Quincy 3d September 1819

My dear Mary

Surrounded by my chattering Boys I can scarcely write you a word to tell you that we arrived safely after a most fatiguing journey and are all well at Quincy and very comfortable—The journey was unpleasant and I think we were more jolted and jostled even than last year.

I beg you will tell Mrs. Smith that during the time of my absence she can be supplied with milk from my Cow and if Mr. Smith chooses he can make use of my horse altho’ I fear he is too wild to be of much service. The old gentleman is very well but his nerves are in a very irritable state and it is rather difficult to go on quite smoothly—but we make out as well as we can—

You I presume are going on with your studies and practicing your music the same as if I was with you. Mr: Cristianna was in the Steam Boat when we arrived from Philadelphia and made me a present of some music of his composition. He intends coming to Washington next winter and will resume his lessons if he can.
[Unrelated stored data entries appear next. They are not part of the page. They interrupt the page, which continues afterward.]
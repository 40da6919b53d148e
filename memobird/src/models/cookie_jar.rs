//! 会话的cookie jar
//!
//! 按域名分桶保存cookie,同一域名下同名cookie后写覆盖先写。
//! jar本身不做同步,在会话和请求客户端之间通过 [`CookieJarHandle`] 共享。

use chrono::Utc;
use reqwest::Url;
use std::collections::BTreeMap;
use std::sync::Arc;
use tokio::sync::Mutex;

use crate::models::cookie::{normalize_domain, Cookie};

/// 共享的cookie jar句柄
pub type CookieJarHandle = Arc<Mutex<CookieJar>>;

#[derive(Debug, Clone, Default, PartialEq, Eq)]
pub struct CookieJar {
    /// 域名 → 该域名下的cookie (插入顺序)
    entries: BTreeMap<String, Vec<Cookie>>,
}

impl CookieJar {
    pub fn new() -> Self {
        Self::default()
    }

    /// 包装为共享句柄
    pub fn into_handle(self) -> CookieJarHandle {
        Arc::new(Mutex::new(self))
    }

    /// 保存响应 `url` 下发的cookie
    ///
    /// 未携带 `Domain` 属性的cookie归属于请求主机。
    /// `Domain` 与请求主机不匹配 (主机既不等于也不是其子域名) 的cookie被丢弃。
    ///
    /// # 返回值
    /// cookie是否被接受
    pub fn store(&mut self, mut cookie: Cookie, url: &Url) -> bool {
        let host = url.host_str().unwrap_or_default();
        if cookie.domain.is_empty() {
            cookie.domain = normalize_domain(host);
        } else if !cookie.matches_host(host) {
            tracing::debug!(
                cookie = %cookie.describe(),
                host = %host,
                "Rejecting cookie for a domain the response host does not match"
            );
            return false;
        }
        self.insert(cookie);
        true
    }

    /// 按cookie自身的域名保存
    ///
    /// 服务端下发的删除指令 (`Max-Age<=0` 或过期时间已过) 会移除同名cookie。
    pub fn insert(&mut self, mut cookie: Cookie) {
        cookie.domain = normalize_domain(&cookie.domain);

        if cookie.is_removal(Utc::now()) {
            tracing::debug!(cookie = %cookie.describe(), "Cookie removed by server");
            self.remove(&cookie.domain, &cookie.name);
            return;
        }

        let bucket = self.entries.entry(cookie.domain.clone()).or_default();
        match bucket.iter_mut().find(|c| c.name == cookie.name) {
            Some(existing) => *existing = cookie,
            None => bucket.push(cookie),
        }
    }

    /// 删除指定cookie,返回是否存在
    pub fn remove(&mut self, domain: &str, name: &str) -> bool {
        let domain = normalize_domain(domain);
        let Some(bucket) = self.entries.get_mut(&domain) else {
            return false;
        };
        let before = bucket.len();
        bucket.retain(|c| c.name != name);
        let removed = bucket.len() != before;
        if bucket.is_empty() {
            self.entries.remove(&domain);
        }
        removed
    }

    pub fn get(&self, domain: &str, name: &str) -> Option<&Cookie> {
        self.entries
            .get(&normalize_domain(domain))?
            .iter()
            .find(|c| c.name == name)
    }

    /// 生成请求 `url` 应携带的 `Cookie` 头
    ///
    /// 按域名、路径、`Secure` 标志过滤,跳过已过期的cookie。
    /// 没有匹配的cookie时返回 `None`。
    pub fn cookie_header(&self, url: &Url) -> Option<String> {
        let host = url.host_str().unwrap_or_default();
        let path = url.path();
        let is_https = url.scheme() == "https";
        let now = Utc::now();

        let pairs: Vec<String> = self
            .iter()
            .filter(|c| c.matches_host(host))
            .filter(|c| c.matches_path(path))
            .filter(|c| is_https || !c.secure)
            .filter(|c| !c.is_expired_at(now))
            .map(|c| format!("{}={}", c.name, c.value))
            .collect();

        if pairs.is_empty() {
            None
        } else {
            Some(pairs.join("; "))
        }
    }

    /// 遍历所有cookie (按域名排序)
    pub fn iter(&self) -> impl Iterator<Item = &Cookie> {
        self.entries.values().flatten()
    }

    pub fn len(&self) -> usize {
        self.entries.values().map(Vec::len).sum()
    }

    pub fn is_empty(&self) -> bool {
        self.entries.is_empty()
    }

    pub fn clear(&mut self) {
        self.entries.clear();
    }

    /// cookie名称列表,用于日志 (不含值)
    pub fn sample_for_logging(&self) -> String {
        self.iter()
            .map(Cookie::describe)
            .collect::<Vec<_>>()
            .join(", ")
    }
}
We saw Mr. and Mrs. de Neuville at New York with Mr & Mrs Cruger they enquired after you very kindly. Mrs. Cruger spoke much of her old friend Mrs. Frye—Have you heard from your Aunt Boyd—write me all about her that you hear—

The Country here looks beautiful but it is intensely hot and they still have the fever in Boston. I do not know when we shall go there but suppose we shall go before we leave this part of the Country—We met with no adventures therefore could keep no journal—Miss [. . .] at Philadelphia is fatter than ever and full as affected—

John is grown very ugly George always was so and Charles looks better than last year tho’ he is of the same stamp they are all would be Dandies but John outstrips <them> the others in his pretensions—

Give my love to your Aunts and write me immediately—and all I have to recommend to you is to write without fear and put down on your paper what you think, without thinking of what you must say and your Letters will be most acceptable to your affectionate Aunt and Mother

L C Adams

I hope the Border you are working will be completed when I return and that your clothes will be kept in good order—

MHi: Adams Papers.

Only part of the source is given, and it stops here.